◆ **YOUR TASK**
Starting with the line that contains "let command = Command::parse(&token).ok_or_else(||" and stopping after the line that contains "assert_eq!(command.as_bytes(), token.as_bytes());", copy the entries below exactly. Include nothing else.

◆ **DATASET**
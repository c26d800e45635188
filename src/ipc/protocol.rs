//! Wire protocol shared by managers and workers.
//!
//! Every message is a ZeroMQ multipart message. Three layouts are used:
//!
//! ```text
//! addressed    [worker_id, kind, content]   sink-bound and published work
//! unaddressed  [kind, content]              daemon push, load balancer requests
//! control      [worker_id, TOKEN]           published pause/resume/stop
//! ```
//!
//! `kind` is either `cmd` (content is one of the control tokens) or `data`
//! (content is a JSON-serialized application payload).

use crate::error::{PipeError, Result};
use serde::de::DeserializeOwned;
use serde::{Deserialize, Serialize};
use std::fmt;
use std::str::FromStr;

/// Identity of one worker within a manager's scope.
///
/// On the wire it is the decimal string of the id. That string doubles as
/// the subscription filter for published messages.
#[derive(Debug, Clone, Copy, PartialEq, Eq, Hash, PartialOrd, Ord, Serialize, Deserialize)]
#[serde(transparent)]
pub struct WorkerId(u32);

/// Identity used by the single daemon worker of a push/pull manager.
pub const DAEMON_WORKER_ID: WorkerId = WorkerId(0);

impl WorkerId {
    pub const fn new(id: u32) -> Self {
        Self(id)
    }

    pub const fn get(self) -> u32 {
        self.0
    }

    /// Frame used for routing and subscription filtering.
    pub fn to_filter(self) -> Vec<u8> {
        self.0.to_string().into_bytes()
    }

    /// Parse an identity frame.
    pub fn from_filter(frame: &[u8]) -> Result<Self> {
        std::str::from_utf8(frame)
            .ok()
            .and_then(|s| s.parse::<u32>().ok())
            .map(Self)
            .ok_or_else(|| {
                PipeError::Protocol(format!(
                    "invalid worker identity frame {:?}",
                    String::from_utf8_lossy(frame)
                ))
            })
    }
}

impl From<u32> for WorkerId {
    fn from(id: u32) -> Self {
        Self(id)
    }
}

impl FromStr for WorkerId {
    type Err = std::num::ParseIntError;

    fn from_str(s: &str) -> std::result::Result<Self, Self::Err> {
        s.parse().map(Self)
    }
}

impl fmt::Display for WorkerId {
    fn fmt(&self, f: &mut fmt::Formatter<'_>) -> fmt::Result {
        write!(f, "{}", self.0)
    }
}

/// Control tokens. The byte spelling is the wire contract.
#[derive(Debug, Clone, Copy, PartialEq, Eq, Hash)]
pub enum Command {
    Start,
    Stop,
    Stopped,
    Finished,
    Kill,
    Pause,
    Resume,
    Ready,
}

impl Command {
    pub const ALL: [Command; 8] = [
        Command::Start,
        Command::Stop,
        Command::Stopped,
        Command::Finished,
        Command::Kill,
        Command::Pause,
        Command::Resume,
        Command::Ready,
    ];

    pub fn as_bytes(self) -> &'static [u8] {
        match self {
            Self::Start => b"START",
            Self::Stop => b"STOP",
            Self::Stopped => b"STOPPED",
            Self::Finished => b"FINISHED",
            Self::Kill => b"KILL",
            Self::Pause => b"PAUSE",
            Self::Resume => b"RESUME",
            Self::Ready => b"READY",
        }
    }

    pub fn parse(token: &[u8]) -> Option<Self> {
        Self::ALL.into_iter().find(|c| c.as_bytes() == token)
    }
}

impl fmt::Display for Command {
    fn fmt(&self, f: &mut fmt::Formatter<'_>) -> fmt::Result {
        f.write_str(&String::from_utf8_lossy(self.as_bytes()))
    }
}

const KIND_CMD: &[u8] = b"cmd";
const KIND_DATA: &[u8] = b"data";

/// Body of a message: either a control token or serialized data.
#[derive(Debug, Clone, PartialEq, Eq)]
pub enum Content {
    Command(Command),
    Data(Vec<u8>),
}

impl Content {
    fn into_frames(self) -> [Vec<u8>; 2] {
        match self {
            Self::Command(cmd) => [KIND_CMD.to_vec(), cmd.as_bytes().to_vec()],
            Self::Data(payload) => [KIND_DATA.to_vec(), payload],
        }
    }

    fn from_frames(kind: &[u8], content: Vec<u8>) -> Result<Self> {
        match kind {
            KIND_CMD => Command::parse(&content).map(Self::Command).ok_or_else(|| {
                PipeError::Protocol(format!(
                    "unknown control token {:?}",
                    String::from_utf8_lossy(&content)
                ))
            }),
            KIND_DATA => Ok(Self::Data(content)),
            other => Err(PipeError::Protocol(format!(
                "unknown message kind {:?}",
                String::from_utf8_lossy(other)
            ))),
        }
    }
}

/// A message carrying the identity of the worker it is from or for.
#[derive(Debug, Clone, PartialEq, Eq)]
pub struct Envelope {
    pub worker_id: WorkerId,
    pub content: Content,
}

/// Build `[worker_id, kind, content]`.
pub fn addressed(worker_id: WorkerId, content: Content) -> Vec<Vec<u8>> {
    let [kind, body] = content.into_frames();
    vec![worker_id.to_filter(), kind, body]
}

/// Build `[kind, content]`.
pub fn unaddressed(content: Content) -> Vec<Vec<u8>> {
    content.into_frames().to_vec()
}

/// Build `[worker_id, TOKEN]` for the control channel.
pub fn control(worker_id: WorkerId, command: Command) -> Vec<Vec<u8>> {
    vec![worker_id.to_filter(), command.as_bytes().to_vec()]
}

/// Split the topic frame off an addressed message without interpreting it.
///
/// Subscribers use this to drop messages that only share a prefix with
/// their own filter.
pub fn split_topic(mut frames: Vec<Vec<u8>>) -> Result<(Vec<u8>, Vec<Vec<u8>>)> {
    if frames.is_empty() {
        return Err(PipeError::Protocol("empty message".into()));
    }
    let topic = frames.remove(0);
    Ok((topic, frames))
}

pub fn parse_addressed(frames: Vec<Vec<u8>>) -> Result<Envelope> {
    let [id, kind, content]: [Vec<u8>; 3] = frames.try_into().map_err(|f: Vec<Vec<u8>>| {
        PipeError::Protocol(format!("expected 3 frames, got {}", f.len()))
    })?;
    Ok(Envelope {
        worker_id: WorkerId::from_filter(&id)?,
        content: Content::from_frames(&kind, content)?,
    })
}

pub fn parse_unaddressed(frames: Vec<Vec<u8>>) -> Result<Content> {
    let [kind, content]: [Vec<u8>; 2] = frames.try_into().map_err(|f: Vec<Vec<u8>>| {
        PipeError::Protocol(format!("expected 2 frames, got {}", f.len()))
    })?;
    Content::from_frames(&kind, content)
}

/// Parse `[worker_id, TOKEN]`, returning the raw topic and the token.
pub fn parse_control(frames: Vec<Vec<u8>>) -> Result<(Vec<u8>, Command)> {
    let [topic, token]: [Vec<u8>; 2] = frames.try_into().map_err(|f: Vec<Vec<u8>>| {
        PipeError::Protocol(format!("expected 2 control frames, got {}", f.len()))
    })?;
    let command = Command::parse(&token).ok_or_else(|| {
        PipeError::Protocol(format!(
            "unknown control token {:?}",
            String::from_utf8_lossy(&token)
        ))
    })?;
    Ok((topic, command))
}

/// Serialize an application payload.
pub fn encode_payload<T: Serialize + ?Sized>(value: &T) -> Result<Vec<u8>> {
    Ok(serde_json::to_vec(value)?)
}

/// Deserialize an application payload.
pub fn decode_payload<T: DeserializeOwned>(bytes: &[u8]) -> Result<T> {
    Ok(serde_json::from_slice(bytes)?)
}

/// Transport identity of a load balanced worker, e.g. `Thumbnail-Extractor-2`.
pub fn create_identity(worker_type: &str, worker_id: WorkerId) -> Vec<u8> {
    let worker_type = worker_type.split_whitespace().collect::<Vec<_>>().join("-");
    format!("{}-{}", worker_type, worker_id).into_bytes()
}

/// Recover the worker id from a transport identity.
pub fn worker_id_from_identity(identity: &[u8]) -> Result<WorkerId> {
    let text = std::str::from_utf8(identity)
        .map_err(|_| PipeError::Protocol("identity is not valid UTF-8".into()))?;
    let tail = text.rsplit('-').next().unwrap_or(text);
    WorkerId::from_filter(tail.as_bytes())
}

#[cfg(test)]
mod tests {
    use super::*;

    #[test]
    fn test_worker_id_filter() {
        assert_eq!(WorkerId::new(54).to_filter(), b"54".to_vec());
        assert_eq!(WorkerId::from_filter(b"54").unwrap(), WorkerId::new(54));
        assert!(WorkerId::from_filter(b"fifty").is_err());
        assert!(WorkerId::from_filter(b"").is_err());
    }

    #[test]
    fn test_command_tokens_are_verbatim() {
        let expected = [
            "START", "STOP", "STOPPED", "FINISHED", "KILL", "PAUSE", "RESUME", "READY",
        ];
        for (command, token) in Command::ALL.iter().zip(expected) {
            assert_eq!(command.as_bytes(), token.as_bytes());
            assert_eq!(command.to_string(), token);
        }
        for command in Command::ALL {
            assert_eq!(Command::parse(command.as_bytes()), Some(command));
        }
        assert_eq!(Command::parse(b"stop"), None);
    }

    #[test]
    fn test_addressed_layout() {
        let frames = addressed(WorkerId::new(3), Content::Command(Command::Finished));
        assert_eq!(
            frames,
            vec![b"3".to_vec(), b"cmd".to_vec(), b"FINISHED".to_vec()]
        );

        let envelope = parse_addressed(frames).unwrap();
        assert_eq!(envelope.worker_id, WorkerId::new(3));
        assert_eq!(envelope.content, Content::Command(Command::Finished));
    }

    #[test]
    fn test_unknown_token_is_protocol_violation() {
        let frames = vec![b"1".to_vec(), b"cmd".to_vec(), b"EXPLODE".to_vec()];
        match parse_addressed(frames) {
            Err(PipeError::Protocol(msg)) => assert!(msg.contains("EXPLODE")),
            other => panic!("expected protocol error, got {:?}", other),
        }
    }

    #[test]
    fn test_wrong_frame_count() {
        assert!(parse_addressed(vec![b"1".to_vec(), b"cmd".to_vec()]).is_err());
        assert!(parse_unaddressed(vec![b"cmd".to_vec()]).is_err());
        assert!(parse_control(vec![b"1".to_vec()]).is_err());
    }

    #[test]
    fn test_unaddressed_data() {
        let frames = unaddressed(Content::Data(b"{}".to_vec()));
        assert_eq!(frames[0], b"data".to_vec());
        assert_eq!(
            parse_unaddressed(frames).unwrap(),
            Content::Data(b"{}".to_vec())
        );
    }

    #[test]
    fn test_control_layout() {
        let frames = control(WorkerId::new(10), Command::Pause);
        assert_eq!(frames, vec![b"10".to_vec(), b"PAUSE".to_vec()]);
        let (topic, command) = parse_control(frames).unwrap();
        assert_eq!(topic, b"10".to_vec());
        assert_eq!(command, Command::Pause);
    }

    #[test]
    fn test_payload_round_trip() {
        #[derive(Debug, PartialEq, Serialize, Deserialize)]
        struct ScanArguments {
            scan_id: u32,
            device: String,
            ignore_other_types: bool,
            paths: Vec<String>,
        }

        let args = ScanArguments {
            scan_id: 9,
            device: "EOS 80D".into(),
            ignore_other_types: true,
            paths: vec!["/media/card/DCIM".into()],
        };
        let bytes = encode_payload(&args).unwrap();
        let back: ScanArguments = decode_payload(&bytes).unwrap();
        assert_eq!(back, args);
    }

    #[test]
    fn test_create_identity() {
        assert_eq!(create_identity("Worker", WorkerId::new(1)), b"Worker-1");
        assert_eq!(
            create_identity("Thumbnail Extractor", WorkerId::new(2)),
            b"Thumbnail-Extractor-2"
        );
        assert_eq!(
            create_identity("Thumbnail  Extractor Plus", WorkerId::new(22)),
            b"Thumbnail-Extractor-Plus-22"
        );
    }

    #[test]
    fn test_worker_id_from_identity() {
        assert_eq!(
            worker_id_from_identity(b"Worker-1").unwrap(),
            WorkerId::new(1)
        );
        assert_eq!(
            worker_id_from_identity(b"Thumbnail-Extractor-Plus-22").unwrap(),
            WorkerId::new(22)
        );
        assert!(worker_id_from_identity(b"Worker-x").is_err());
    }
}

◆ **RESULT OF THIS TASK**
    let command = Command::parse(&token).ok_or_else(|| {
        PipeError::Protocol(format!(
            "unknown control token {:?}",
            String::from_utf8_lossy(&token)
        ))
    })?;
    Ok((topic, command))
}

/// Serialize an application payload.
pub fn encode_payload<T: Serialize + ?Sized>(value: &T) -> Result<Vec<u8>> {
    Ok(serde_json::to_vec(value)?)
}

/// Deserialize an application payload.
pub fn decode_payload<T: DeserializeOwned>(bytes: &[u8]) -> Result<T> {
    Ok(serde_json::from_slice(bytes)?)
}

/// Transport identity of a load balanced worker, e.g. `Thumbnail-Extractor-2`.
pub fn create_identity(worker_type: &str, worker_id: WorkerId) -> Vec<u8> {
    let worker_type = worker_type.split_whitespace().collect::<Vec<_>>().join("-");
    format!("{}-{}", worker_type, worker_id).into_bytes()
}

/// Recover the worker id from a transport identity.
pub fn worker_id_from_identity(identity: &[u8]) -> Result<WorkerId> {
    let text = std::str::from_utf8(identity)
        .map_err(|_| PipeError::Protocol("identity is not valid UTF-8".into()))?;
    let tail = text.rsplit('-').next().unwrap_or(text);
    WorkerId::from_filter(tail.as_bytes())
}

#[cfg(test)]
mod tests {
    use super::*;

    #[test]
    fn test_worker_id_filter() {
        assert_eq!(WorkerId::new(54).to_filter(), b"54".to_vec());
        assert_eq!(WorkerId::from_filter(b"54").unwrap(), WorkerId::new(54));
        assert!(WorkerId::from_filter(b"fifty").is_err());
        assert!(WorkerId::from_filter(b"").is_err());
    }

    #[test]
    fn test_command_tokens_are_verbatim() {
        let expected = [
            "START", "STOP", "STOPPED", "FINISHED", "KILL", "PAUSE", "RESUME", "READY",
        ];
        for (command, token) in Command::ALL.iter().zip(expected) {
            assert_eq!(command.as_bytes(), token.as_bytes());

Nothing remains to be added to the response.